Task goal: Look through the entries for the string "container" and copy every line where it shows up.

Data extracts:

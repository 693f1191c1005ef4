use serde::Serialize;

use crate::claims::Claims;
use crate::config::{GuardConfig, UsernameClaim};

pub const PERM_MANAGE: &str = "mlflow:manage";
pub const PERM_EDIT: &str = "mlflow:edit";
pub const PERM_WRITE: &str = "mlflow:write";
pub const PERM_READ: &str = "mlflow:read";

/// Roles that carry an implicit permission level, consulted after explicit
/// permission strings and before the configured default.
const ROLE_LEVELS: &[(&str, PermissionLevel)] = &[
    ("mlflow-manager", PermissionLevel::Manage),
    ("mlflow-editor", PermissionLevel::Edit),
    ("mlflow-viewer", PermissionLevel::Read),
];

/// Tracking-server permission level, ordered from weakest to strongest.
#[derive(Debug, Clone, Copy, PartialEq, Eq, PartialOrd, Ord, Serialize)]
#[serde(rename_all = "UPPERCASE")]
pub enum PermissionLevel {
    Read,
    Edit,
    Manage,
}

impl PermissionLevel {
    pub fn as_str(&self) -> &'static str {
        match self {
            PermissionLevel::Read => "READ",
            PermissionLevel::Edit => "EDIT",
            PermissionLevel::Manage => "MANAGE",
        }
    }
}

/// Per-request user record derived from verified claims. Never persisted.
#[derive(Debug, Clone, Serialize)]
pub struct UserContext {
    pub claims: Claims,
    pub username: String,
    pub is_admin: bool,
    pub permission_level: PermissionLevel,
}

/// Map verified claims into a [`UserContext`]. Pure; same input always yields
/// the same output.
pub fn project(claims: &Claims, config: &GuardConfig) -> UserContext {
    let is_admin = config.is_admin_role(&claims.roles);

    let username = match config.username_claim {
        UsernameClaim::Subject => claims.subject.clone(),
        UsernameClaim::Email => claims
            .email
            .clone()
            .unwrap_or_else(|| claims.subject.clone()),
    };

    UserContext {
        claims: claims.clone(),
        username,
        is_admin,
        permission_level: permission_level(claims, config, is_admin),
    }
}

fn permission_level(claims: &Claims, config: &GuardConfig, is_admin: bool) -> PermissionLevel {
    if is_admin || claims.has_permission(PERM_MANAGE) {
        return PermissionLevel::Manage;
    }
    if claims.has_permission(PERM_EDIT) || claims.has_permission(PERM_WRITE) {
        return PermissionLevel::Edit;
    }
    if claims.has_permission(PERM_READ) {
        return PermissionLevel::Read;
    }
    for (role, level) in ROLE_LEVELS {
        if claims.has_role(role) {
            return *level;
        }
    }
    config.default_permission
}

#[cfg(test)]
mod tests {
    use super::*;
    use chrono::{TimeZone, Utc};

    fn claims(roles: &[&str], permissions: &[&str]) -> Claims {
        Claims {
            subject: "U2abc".to_string(),
            email: Some("dev@example.com".to_string()),
            display_name: Some("Dev One".to_string()),
            roles: roles.iter().map(|r| r.to_string()).collect(),
            permissions: permissions.iter().map(|p| p.to_string()).collect(),
            tenants: Vec::new(),
            expires_at: Utc.timestamp_opt(1_900_000_000, 0).single().unwrap(),
            issued_at: None,
            issuer: "P2proj".to_string(),
            raw: serde_json::Value::Null,
        }
    }

    fn config() -> GuardConfig {
        GuardConfig::new("P2proj", "https://auth.example.com")
    }

    #[test]
    fn admin_role_intersection_grants_manage() {
        let user = project(&claims(&["admin"], &[]), &config());
        assert!(user.is_admin);
        assert_eq!(user.permission_level, PermissionLevel::Manage);
    }

    #[test]
    fn manage_permission_beats_read_default_without_admin() {
        let user = project(&claims(&[], &["mlflow:manage"]), &config());
        assert!(!user.is_admin);
        assert_eq!(user.permission_level, PermissionLevel::Manage);
    }

    #[test]
    fn edit_permission_overrides_default() {
        let mut cfg = config();
        cfg.default_permission = PermissionLevel::Read;
        let user = project(&claims(&[], &["mlflow:edit"]), &cfg);
        assert_eq!(user.permission_level, PermissionLevel::Edit);
    }

    #[test]
    fn write_is_an_alias_for_edit() {
        let user = project(&claims(&[], &["mlflow:write"]), &config());
        assert_eq!(user.permission_level, PermissionLevel::Edit);
    }

    #[test]
    fn role_map_applies_after_permissions() {
        let user = project(&claims(&["mlflow-editor"], &[]), &config());
        assert_eq!(user.permission_level, PermissionLevel::Edit);

        // An explicit permission wins over a weaker mapped role.
        let user = project(&claims(&["mlflow-viewer"], &["mlflow:manage"]), &config());
        assert_eq!(user.permission_level, PermissionLevel::Manage);
    }

    #[test]
    fn falls_back_to_configured_default() {
        let mut cfg = config();
        cfg.default_permission = PermissionLevel::Edit;
        let user = project(&claims(&[], &[]), &cfg);
        assert_eq!(user.permission_level, PermissionLevel::Edit);
    }

    #[test]
    fn projection_is_deterministic() {
        let input = claims(&["admin"], &["mlflow:read"]);
        let cfg = config();
        let first = project(&input, &cfg);
        let second = project(&input, &cfg);
        assert_eq!(first.username, second.username);
        assert_eq!(first.is_admin, second.is_admin);
        assert_eq!(first.permission_level, second.permission_level);
    }

    #[test]
    fn email_username_claim_falls_back_to_subject() {
        let mut cfg = config();
        cfg.username_claim = crate::config::UsernameClaim::Email;
        let user = project(&claims(&[], &[]), &cfg);
        assert_eq!(user.username, "dev@example.com");

        let mut anonymous = claims(&[], &[]);
        anonymous.email = None;
        let user = project(&anonymous, &cfg);
        assert_eq!(user.username, "U2abc");
    }
}
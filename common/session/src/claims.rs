use chrono::{DateTime, TimeZone, Utc};
use serde::{Deserialize, Serialize};

use crate::error::{AuthError, AuthResult};

/// Application-focused representation of claims from a verified session token.
///
/// Subjects are opaque identifiers minted by the identity authority; they are
/// never parsed beyond string equality.
#[derive(Debug, Clone, Serialize)]
pub struct Claims {
    pub subject: String,
    pub email: Option<String>,
    pub display_name: Option<String>,
    pub roles: Vec<String>,
    pub permissions: Vec<String>,
    pub tenants: Vec<String>,
    pub expires_at: DateTime<Utc>,
    pub issued_at: Option<DateTime<Utc>>,
    pub issuer: String,
    pub raw: serde_json::Value,
}

impl Claims {
    pub fn has_role(&self, role: &str) -> bool {
        self.roles.iter().any(|value| value == role)
    }

    pub fn has_permission(&self, permission: &str) -> bool {
        self.permissions.iter().any(|value| value == permission)
    }
}

#[derive(Debug, Deserialize)]
struct ClaimsRepr {
    sub: String,
    #[serde(default)]
    email: Option<String>,
    #[serde(default)]
    name: Option<String>,
    #[serde(default)]
    roles: Vec<String>,
    #[serde(default)]
    permissions: Vec<String>,
    #[serde(default)]
    tenants: Option<TenantsRepr>,
    exp: i64,
    #[serde(default)]
    iat: Option<i64>,
    iss: String,
}

/// The authority emits tenants either as a plain list of ids or as a map of
/// tenant id to per-tenant metadata. Only the ids are kept.
#[derive(Debug, Deserialize)]
#[serde(untagged)]
enum TenantsRepr {
    Many(Vec<String>),
    Map(serde_json::Map<String, serde_json::Value>),
}

impl TryFrom<ClaimsRepr> for Claims {
    type Error = AuthError;

    fn try_from(value: ClaimsRepr) -> AuthResult<Self> {
        let expires_at = Utc
            .timestamp_opt(value.exp, 0)
            .single()
            .ok_or_else(|| AuthError::InvalidClaim("exp", value.exp.to_string()))?;

        let issued_at = match value.iat {
            Some(iat) => Some(
                Utc.timestamp_opt(iat, 0)
                    .single()
                    .ok_or_else(|| AuthError::InvalidClaim("iat", iat.to_string()))?,
            ),
            None => None,
        };

        let tenants = match value.tenants {
            Some(TenantsRepr::Many(ids)) => ids,
            Some(TenantsRepr::Map(entries)) => entries.keys().cloned().collect(),
            None => Vec::new(),
        };

        Ok(Self {
            subject: value.sub,
            email: value.email,
            display_name: value.name,
            roles: value.roles,
            permissions: value.permissions,
            tenants,
            expires_at,
            issued_at,
            issuer: value.iss,
            raw: serde_json::Value::Null,
        })
    }
}

impl TryFrom<serde_json::Value> for Claims {
    type Error = AuthError;

    fn try_from(value: serde_json::Value) -> AuthResult<Self> {
        let repr: ClaimsRepr = serde_json::from_value(value.clone())
            .map_err(|err| AuthError::InvalidJson(err.to_string()))?;
        let mut claims = Claims::try_from(repr)?;
        claims.raw = value;
        Ok(claims)
    }
}
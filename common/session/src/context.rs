use std::collections::BTreeMap;

use http::header::{HeaderMap, HeaderName, HeaderValue};
use tracing::warn;

use crate::project::UserContext;

pub const HEADER_USER_ID: &str = "x-user-id";
pub const HEADER_USER_NAME: &str = "x-user-name";
pub const HEADER_USER_EMAIL: &str = "x-user-email";
pub const HEADER_USER_ROLES: &str = "x-user-roles";
pub const HEADER_USER_PERMISSIONS: &str = "x-user-permissions";
pub const HEADER_USER_TENANTS: &str = "x-user-tenants";
pub const HEADER_USER_ADMIN: &str = "x-user-admin";

/// Project a verified user into identity headers for the upstream
/// application. Values that cannot be represented as header bytes are
/// dropped with a warning rather than failing the request.
pub fn identity_headers(user: &UserContext) -> HeaderMap {
    let mut headers = HeaderMap::new();
    append(&mut headers, HEADER_USER_ID, &user.claims.subject);
    append(&mut headers, HEADER_USER_NAME, &user.username);
    if let Some(email) = &user.claims.email {
        append(&mut headers, HEADER_USER_EMAIL, email);
    }
    if !user.claims.roles.is_empty() {
        append(&mut headers, HEADER_USER_ROLES, &user.claims.roles.join(","));
    }
    if !user.claims.permissions.is_empty() {
        append(
            &mut headers,
            HEADER_USER_PERMISSIONS,
            &user.claims.permissions.join(","),
        );
    }
    if !user.claims.tenants.is_empty() {
        append(
            &mut headers,
            HEADER_USER_TENANTS,
            &user.claims.tenants.join(","),
        );
    }
    if user.is_admin {
        append(&mut headers, HEADER_USER_ADMIN, "true");
    }
    headers
}

/// Tags attached to a run record so experiment history carries the identity
/// of whoever produced it.
pub fn run_tags(user: &UserContext) -> BTreeMap<String, String> {
    let mut tags = BTreeMap::new();
    tags.insert("user.user_id".to_string(), user.claims.subject.clone());
    tags.insert("user.username".to_string(), user.username.clone());
    if let Some(email) = &user.claims.email {
        tags.insert("user.email".to_string(), email.clone());
    }
    if !user.claims.roles.is_empty() {
        tags.insert("user.roles".to_string(), user.claims.roles.join(","));
    }
    if !user.claims.permissions.is_empty() {
        tags.insert(
            "user.permissions".to_string(),
            user.claims.permissions.join(","),
        );
    }
    if !user.claims.tenants.is_empty() {
        tags.insert("user.tenants".to_string(), user.claims.tenants.join(","));
    }
    tags
}

fn append(headers: &mut HeaderMap, name: &'static str, value: &str) {
    match HeaderValue::from_str(value) {
        Ok(header) => {
            headers.insert(HeaderName::from_static(name), header);
        }
        Err(_) => warn!(header = name, "dropping identity header with invalid value"),
    }
}
use async_trait::async_trait;
use axum::extract::FromRequestParts;
use axum::http::{request::Parts, StatusCode};

use crate::error::AuthError;
use crate::project::UserContext;

/// Extracts the verified user attached by the session guard.
///
/// Only requests that passed the guard carry a [`UserContext`]; a handler
/// reachable without the guard sees a rejection, never a partial context.
#[derive(Debug, Clone)]
pub struct AuthContext {
    pub user: UserContext,
}

impl AuthContext {
    pub fn has_role(&self, role: &str) -> bool {
        self.user.claims.has_role(role)
    }

    pub fn into_user(self) -> UserContext {
        self.user
    }
}

#[async_trait]
impl<S> FromRequestParts<S> for AuthContext
where
    S: Send + Sync,
{
    type Rejection = AuthError;

    async fn from_request_parts(parts: &mut Parts, _state: &S) -> Result<Self, Self::Rejection> {
        parts
            .extensions
            .get::<UserContext>()
            .cloned()
            .map(|user| Self { user })
            .ok_or(AuthError::MissingCredentials)
    }
}

#[derive(Debug, Clone)]
pub enum GuardError {
    NotAuthenticated,
    MissingRole { required: Vec<String> },
    MissingPermission { required: String },
}

impl GuardError {
    pub fn into_response(self) -> (StatusCode, String) {
        match self {
            GuardError::NotAuthenticated => {
                (StatusCode::UNAUTHORIZED, "Not authenticated".to_string())
            }
            GuardError::MissingRole { required } => (
                StatusCode::FORBIDDEN,
                if required.is_empty() {
                    "Insufficient role".to_string()
                } else {
                    format!("Insufficient role. Required one of: {}", required.join(", "))
                },
            ),
            GuardError::MissingPermission { required } => (
                StatusCode::FORBIDDEN,
                format!("Missing required permission: {required}"),
            ),
        }
    }
}

impl From<GuardError> for (StatusCode, String) {
    fn from(value: GuardError) -> Self {
        value.into_response()
    }
}

pub fn ensure_role(user: &UserContext, allowed: &[&str]) -> Result<(), GuardError> {
    if allowed.is_empty() {
        return Ok(());
    }

    let has_role = user
        .claims
        .roles
        .iter()
        .any(|role| allowed.iter().any(|required| role == required));

    if has_role {
        Ok(())
    } else {
        Err(GuardError::MissingRole {
            required: allowed.iter().map(|value| value.to_string()).collect(),
        })
    }
}

pub fn ensure_permission(user: &UserContext, permission: &str) -> Result<(), GuardError> {
    if user.claims.has_permission(permission) {
        Ok(())
    } else {
        Err(GuardError::MissingPermission {
            required: permission.to_string(),
        })
    }
}

pub fn ensure_admin(user: &UserContext) -> Result<(), GuardError> {
    if user.is_admin {
        Ok(())
    } else {
        Err(GuardError::MissingRole {
            required: Vec::new(),
        })
    }
}
use axum::extract::State;
use axum::http::{header::LOCATION, StatusCode};
use axum::response::{Html, IntoResponse, Response};
use axum::Json;
use common_session::{AuthContext, UserContext};
use serde_json::json;
use tracing::info;

use crate::app::AppState;

/// Login page embedding the authority's hosted login widget. On success the
/// widget's tokens are written into the session/refresh cookies client-side
/// and the browser is sent back into the tracking UI.
const LOGIN_TEMPLATE: &str = r#"<!DOCTYPE html>
<html lang="en">
<head>
  <meta charset="UTF-8">
  <meta name="viewport" content="width=device-width, initial-scale=1.0">
  <title>Sign in</title>
  <script src="__WIDGET_URL__"></script>
  <style>
    body { font-family: system-ui, sans-serif; display: flex; justify-content: center;
           align-items: center; min-height: 100vh; margin: 0; background: #f4f4f8; }
    .container { background: white; padding: 2.5rem; border-radius: 12px;
                 box-shadow: 0 4px 24px rgba(0, 0, 0, 0.12); max-width: 400px; width: 90%; }
    .error { background: #fee2e2; color: #dc2626; padding: 0.75rem;
             border-radius: 6px; margin-bottom: 1rem; font-size: 0.875rem; }
  </style>
</head>
<body>
  <div class="container">
    <h1>Sign in to continue</h1>
    <div id="error-container"></div>
    <hosted-login project-id="__PROJECT_ID__" flow-id="__FLOW_ID__"></hosted-login>
  </div>
  <script>
    const widget = document.querySelector('hosted-login');
    const errors = document.getElementById('error-container');

    if (new URLSearchParams(window.location.search).get('error')) {
      errors.innerHTML = '<div class="error">Authentication failed. Please try again.</div>';
    }

    widget.addEventListener('success', (e) => {
      const secure = window.location.protocol === 'https:' ? '; secure' : '';
      const base = 'path=/; max-age=86400; samesite=lax' + secure;
      document.cookie = '__SESSION_COOKIE__=' + e.detail.sessionJwt + '; ' + base;
      if (e.detail.refreshJwt) {
        document.cookie = '__REFRESH_COOKIE__=' + e.detail.refreshJwt + '; ' + base;
      }
      window.location.href = '__REDIRECT_URL__';
    });

    widget.addEventListener('error', (e) => {
      errors.innerHTML = '<div class="error">Login failed: ' +
        ((e.detail && e.detail.message) || 'Unknown error') + '</div>';
    });
  </script>
</body>
</html>"#;

pub async fn login_page(State(state): State<AppState>) -> Html<String> {
    let widget_url = state
        .gateway
        .widget_url
        .clone()
        .unwrap_or_else(|| format!("{}/static/login-widget.js", state.config.base_url));

    let html = LOGIN_TEMPLATE
        .replace("__WIDGET_URL__", &widget_url)
        .replace("__PROJECT_ID__", &state.config.project_id)
        .replace("__FLOW_ID__", &state.gateway.login_flow_id)
        .replace("__SESSION_COOKIE__", &state.config.session_cookie)
        .replace("__REFRESH_COOKIE__", &state.config.refresh_cookie)
        .replace("__REDIRECT_URL__", &state.gateway.redirect_url);

    Html(html)
}

/// Clear both auth cookies and send the browser back to the login page.
pub async fn logout(State(state): State<AppState>) -> Response {
    let mut response =
        (StatusCode::FOUND, [(LOCATION, state.config.login_path.clone())]).into_response();
    state.guard.store().clear(response.headers_mut());
    info!("user logged out");
    response
}

/// Current authenticated user, as attached by the session guard.
pub async fn current_user(auth: AuthContext) -> Json<UserContext> {
    Json(auth.into_user())
}

pub async fn health(State(state): State<AppState>) -> Json<serde_json::Value> {
    Json(json!({
        "status": "healthy",
        "service": "tracegate",
        "project_id": state.config.project_id,
    }))
}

Exercise solution:
    .container { background: white; padding: 2.5rem; border-radius: 12px;
  <div class="container">
    <div id="error-container"></div>
    const errors = document.getElementById('error-container');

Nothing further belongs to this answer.